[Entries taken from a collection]
= = =

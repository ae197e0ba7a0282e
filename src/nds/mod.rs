//! Pareto dominance and non-dominated sorting.
//!
//! Domain-agnostic utilities for ranking a population of objective
//! vectors, as used by NSGA-II style survival. All objectives are
//! **minimized**.
//!
//! # Components
//!
//! - [`compare`] / [`DominationMatrix`]: pairwise (epsilon-relaxed) dominance
//! - [`find_non_dominated`]: front 0 only, without further layering
//! - [`NonDominatedSorting`]: configurable engine producing ordered fronts
//!   and ranks ([`SortConfig`], [`SortMethod`])
//! - [`non_dominated_sort`]: fast sort with default settings
//! - [`crowding_distance`]: spread of a front in objective space
//!
//! # References
//!
//! - Deb et al. (2002), "A Fast and Elitist Multiobjective Genetic Algorithm: NSGA-II"
//! - IEEE Transactions on Evolutionary Computation, 6(2), 182-197

mod config;
mod crowding;
mod dominance;
mod sorting;

pub use config::{SortConfig, SortMethod};
pub use crowding::crowding_distance;
pub use dominance::{compare, find_non_dominated, Dominance, DominationMatrix};
pub use sorting::{
    non_dominated_sort, ranks_from_fronts, NonDominatedSorting, NondominatedSortResult, UNRANKED,
};
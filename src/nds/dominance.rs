//! Pareto dominance between objective vectors.
//!
//! All objectives are **minimized**. With a relaxation `epsilon ≥ 0`,
//! `a` dominates `b` iff `a_k ≤ b_k − epsilon` for every objective `k` and
//! `a_k < b_k − epsilon` for at least one.

#[cfg(feature = "parallel")]
use rayon::prelude::*;

use crate::error::{Error, Result};

/// Outcome of comparing a left objective vector against a right one.
#[derive(Debug, Clone, Copy, PartialEq, Eq, Hash)]
pub enum Dominance {
    /// Left dominates right.
    Dominates,
    /// Right dominates left.
    DominatedBy,
    /// Neither dominates the other.
    NonComparable,
}

impl Dominance {
    /// The same relation seen from the right-hand side.
    pub fn reverse(self) -> Self {
        match self {
            Dominance::Dominates => Dominance::DominatedBy,
            Dominance::DominatedBy => Dominance::Dominates,
            Dominance::NonComparable => Dominance::NonComparable,
        }
    }
}

/// Compares two objective vectors for (epsilon-relaxed) Pareto dominance.
///
/// NaN entries make the pair non-comparable.
///
/// # Panics
///
/// Panics if the slices differ in length or `epsilon` is negative or
/// not finite.
///
/// # Example
///
/// ```
/// use u_kktpm::nds::{compare, Dominance};
///
/// assert_eq!(compare(&[1.0, 1.0], &[2.0, 1.0], 0.0), Dominance::Dominates);
/// assert_eq!(compare(&[1.0, 3.0], &[2.0, 1.0], 0.0), Dominance::NonComparable);
/// // Relaxed: a must be better by at least epsilon everywhere.
/// assert_eq!(compare(&[1.0, 1.0], &[2.0, 1.0], 0.5), Dominance::NonComparable);
/// ```
pub fn compare(a: &[f64], b: &[f64], epsilon: f64) -> Dominance {
    assert_eq!(a.len(), b.len(), "objective vectors differ in length");
    assert!(
        epsilon.is_finite() && epsilon >= 0.0,
        "epsilon must be finite and non-negative"
    );

    let mut a_le_all = true;
    let mut a_lt_some = false;
    let mut b_le_all = true;
    let mut b_lt_some = false;

    for (&va, &vb) in a.iter().zip(b.iter()) {
        if va <= vb - epsilon {
            a_lt_some |= va < vb - epsilon;
        } else {
            a_le_all = false;
        }
        if vb <= va - epsilon {
            b_lt_some |= vb < va - epsilon;
        } else {
            b_le_all = false;
        }
        if !a_le_all && !b_le_all {
            return Dominance::NonComparable;
        }
    }

    if a_le_all && a_lt_some {
        Dominance::Dominates
    } else if b_le_all && b_lt_some {
        Dominance::DominatedBy
    } else {
        Dominance::NonComparable
    }
}

/// Pairwise dominance relation between a population and a reference set.
///
/// Entry `(i, j)` is `compare(objectives[i], reference[j], epsilon)`.
#[derive(Debug, Clone, PartialEq, Eq)]
pub struct DominationMatrix {
    nrows: usize,
    ncols: usize,
    data: Vec<Dominance>,
}

impl DominationMatrix {
    /// Builds the matrix of `objectives` against `reference`.
    ///
    /// When `reference` is `None` the population is compared against
    /// itself. With the `parallel` feature, rows are filled on rayon's pool.
    ///
    /// # Errors
    ///
    /// Returns [`Error::InvalidConfig`] for a negative or non-finite
    /// `epsilon` and [`Error::ShapeMismatch`] for ragged rows or a reference
    /// set with a different objective count.
    pub fn new(objectives: &[Vec<f64>], reference: Option<&[Vec<f64>]>, epsilon: f64) -> Result<Self> {
        let reference = reference.unwrap_or(objectives);
        check_inputs(objectives, reference, epsilon)?;
        Ok(Self::build(objectives, reference, epsilon))
    }

    /// Builds the matrix from inputs that are already validated.
    pub(crate) fn build(objectives: &[Vec<f64>], reference: &[Vec<f64>], epsilon: f64) -> Self {
        let nrows = objectives.len();
        let ncols = reference.len();

        let row = |f: &Vec<f64>| -> Vec<Dominance> {
            reference.iter().map(|r| compare(f, r, epsilon)).collect()
        };

        #[cfg(feature = "parallel")]
        let rows: Vec<Vec<Dominance>> = objectives.par_iter().map(row).collect();
        #[cfg(not(feature = "parallel"))]
        let rows: Vec<Vec<Dominance>> = objectives.iter().map(row).collect();

        Self {
            nrows,
            ncols,
            data: rows.into_iter().flatten().collect(),
        }
    }

    pub fn nrows(&self) -> usize {
        self.nrows
    }

    pub fn ncols(&self) -> usize {
        self.ncols
    }

    /// Relation of row `i` to column `j`.
    ///
    /// # Panics
    ///
    /// Panics if `i` or `j` is out of range.
    pub fn get(&self, i: usize, j: usize) -> Dominance {
        assert!(i < self.nrows && j < self.ncols, "index out of range");
        self.data[i * self.ncols + j]
    }

    /// Row `i` as a slice.
    pub fn row(&self, i: usize) -> &[Dominance] {
        &self.data[i * self.ncols..(i + 1) * self.ncols]
    }

    /// Rows that no reference entry dominates (front 0 for self-comparison).
    pub fn non_dominated_rows(&self) -> Vec<usize> {
        (0..self.nrows)
            .filter(|&i| !self.row(i).contains(&Dominance::DominatedBy))
            .collect()
    }
}

/// Indices of `objectives` not dominated by any member of the comparison set.
///
/// The comparison set is `reference` when given, otherwise `objectives`
/// itself. Only the first front is computed; no pairwise matrix is built
/// and each candidate stops at its first dominator.
///
/// # Errors
///
/// Same contract as [`DominationMatrix::new`].
///
/// # Example
///
/// ```
/// use u_kktpm::nds::find_non_dominated;
///
/// let objectives = vec![vec![1.0, 2.0], vec![2.0, 1.0], vec![3.0, 3.0], vec![1.0, 1.0]];
/// assert_eq!(find_non_dominated(&objectives, None, 0.0).unwrap(), vec![3]);
///
/// // Against an external reference set.
/// let reference = vec![vec![0.0, 5.0]];
/// assert_eq!(
///     find_non_dominated(&objectives, Some(&reference[..]), 0.0).unwrap(),
///     vec![0, 1, 2, 3]
/// );
/// ```
pub fn find_non_dominated(
    objectives: &[Vec<f64>],
    reference: Option<&[Vec<f64>]>,
    epsilon: f64,
) -> Result<Vec<usize>> {
    let reference = reference.unwrap_or(objectives);
    check_inputs(objectives, reference, epsilon)?;
    Ok(first_front(objectives, reference, epsilon))
}

pub(crate) fn first_front(objectives: &[Vec<f64>], reference: &[Vec<f64>], epsilon: f64) -> Vec<usize> {
    (0..objectives.len())
        .filter(|&i| {
            !reference
                .iter()
                .any(|r| compare(r, &objectives[i], epsilon) == Dominance::Dominates)
        })
        .collect()
}

pub(crate) fn check_epsilon(epsilon: f64) -> Result<()> {
    if !epsilon.is_finite() || epsilon < 0.0 {
        return Err(Error::InvalidConfig {
            reason: "epsilon must be finite and non-negative",
        });
    }
    Ok(())
}

/// Common row length of `objectives`, or an error naming the first ragged row.
pub(crate) fn objective_width(objectives: &[Vec<f64>]) -> Result<usize> {
    let m = objectives.first().map_or(0, Vec::len);
    match objectives.iter().find(|o| o.len() != m) {
        Some(row) => Err(Error::shape("objective row length", m, row.len())),
        None => Ok(m),
    }
}

fn check_inputs(objectives: &[Vec<f64>], reference: &[Vec<f64>], epsilon: f64) -> Result<()> {
    check_epsilon(epsilon)?;
    let m = objective_width(objectives)?;
    let r = objective_width(reference)?;
    if !objectives.is_empty() && !reference.is_empty() && m != r {
        return Err(Error::shape("reference objective count", m, r));
    }
    Ok(())
}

= = =

Within the data above, filter for lines containing the word "crate" and copy each one.

use crate::error::{Error, Result};
    pub(crate) fn build(objectives: &[Vec<f64>], reference: &[Vec<f64>], epsilon: f64) -> Self {
pub(crate) fn first_front(objectives: &[Vec<f64>], reference: &[Vec<f64>], epsilon: f64) -> Vec<usize> {
pub(crate) fn check_epsilon(epsilon: f64) -> Result<()> {
pub(crate) fn objective_width(objectives: &[Vec<f64>]) -> Result<usize> {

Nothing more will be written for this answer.